WHAT YOU WILL DO: Read the data below line by line and copy each one with "PageCursor" in it.

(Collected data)

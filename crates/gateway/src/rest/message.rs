//! Message REST endpoints

use std::sync::Arc;

use axum::{
    extract::{Path, Query, State},
    http::StatusCode,
    routing::{get, put},
    Extension, Json, Router,
};
use serde::Deserialize;

use sendiz_chats::{MessageDraft, MessagePage, PageCursor};
use sendiz_database::{Message, NewAttachment};

use crate::error::GatewayResult;
use crate::middleware::UserId;
use crate::state::GatewayState;

#[derive(Debug, Deserialize)]
pub struct CreateMessageRequest {
    #[serde(default)]
    pub text: String,
    #[serde(default)]
    pub reply_to: Option<i64>,
    #[serde(default)]
    pub attachments: Vec<NewAttachment>,
}

#[derive(Debug, Deserialize)]
pub struct UpdateMessageRequest {
    pub text: String,
}

#[derive(Debug, Default, Deserialize)]
pub struct ListMessagesQuery {
    /// Id of the oldest message already seen; omitted or 0 starts at the newest.
    pub cursor: Option<i64>,
    pub limit: Option<u32>,
}

pub fn create_message_routes() -> Router<Arc<GatewayState>> {
    Router::new()
        .route(
            "/chats/:chat_id/messages",
            get(list_messages).post(create_message),
        )
        .route(
            "/chats/:chat_id/messages/:message_id",
            put(update_message).delete(delete_message),
        )
}

pub async fn list_messages(
    Path(chat_id): Path<i64>,
    Query(params): Query<ListMessagesQuery>,
    State(state): State<Arc<GatewayState>>,
    Extension(UserId(user_id)): Extension<UserId>,
) -> GatewayResult<Json<MessagePage>> {
    let cursor = PageCursor::from(params.cursor.unwrap_or(0));

    let page = state
        .engine
        .fetch_history(chat_id, user_id, cursor, params.limit.unwrap_or(0))
        .await?;

    Ok(Json(page))
}

pub async fn create_message(
    Path(chat_id): Path<i64>,
    State(state): State<Arc<GatewayState>>,
    Extension(UserId(user_id)): Extension<UserId>,
    Json(body): Json<CreateMessageRequest>,
) -> GatewayResult<(StatusCode, Json<Message>)> {
    let draft = MessageDraft {
        text: body.text,
        reply_to: body.reply_to,
        attachments: body.attachments,
    };

    let message = state.engine.submit(chat_id, user_id, draft).await?;
    Ok((StatusCode::CREATED, Json(message)))
}

pub async fn update_message(
    Path((chat_id, message_id)): Path<(i64, i64)>,
    State(state): State<Arc<GatewayState>>,
    Extension(UserId(user_id)): Extension<UserId>,
    Json(body): Json<UpdateMessageRequest>,
) -> GatewayResult<Json<Message>> {
    let message = state
        .engine
        .edit_message(chat_id, user_id, message_id, body.text)
        .await?;
    Ok(Json(message))
}

pub async fn delete_message(
    Path((chat_id, message_id)): Path<(i64, i64)>,
    State(state): State<Arc<GatewayState>>,
    Extension(UserId(user_id)): Extension<UserId>,
) -> GatewayResult<StatusCode> {
    state
        .engine
        .delete_message(chat_id, user_id, message_id)
        .await?;
    Ok(StatusCode::NO_CONTENT)
}
//! Database repository implementations

pub mod attachment_repository;
pub mod chat_repository;
pub mod member_repository;
pub mod message_repository;

pub use attachment_repository::AttachmentRepository;
pub use chat_repository::ChatRepository;
pub use member_repository::MemberRepository;
pub use message_repository::MessageRepository;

WRITTEN RESPONSE:
use sendiz_chats::{MessageDraft, MessagePage, PageCursor};
    let cursor = PageCursor::from(params.cursor.unwrap_or(0));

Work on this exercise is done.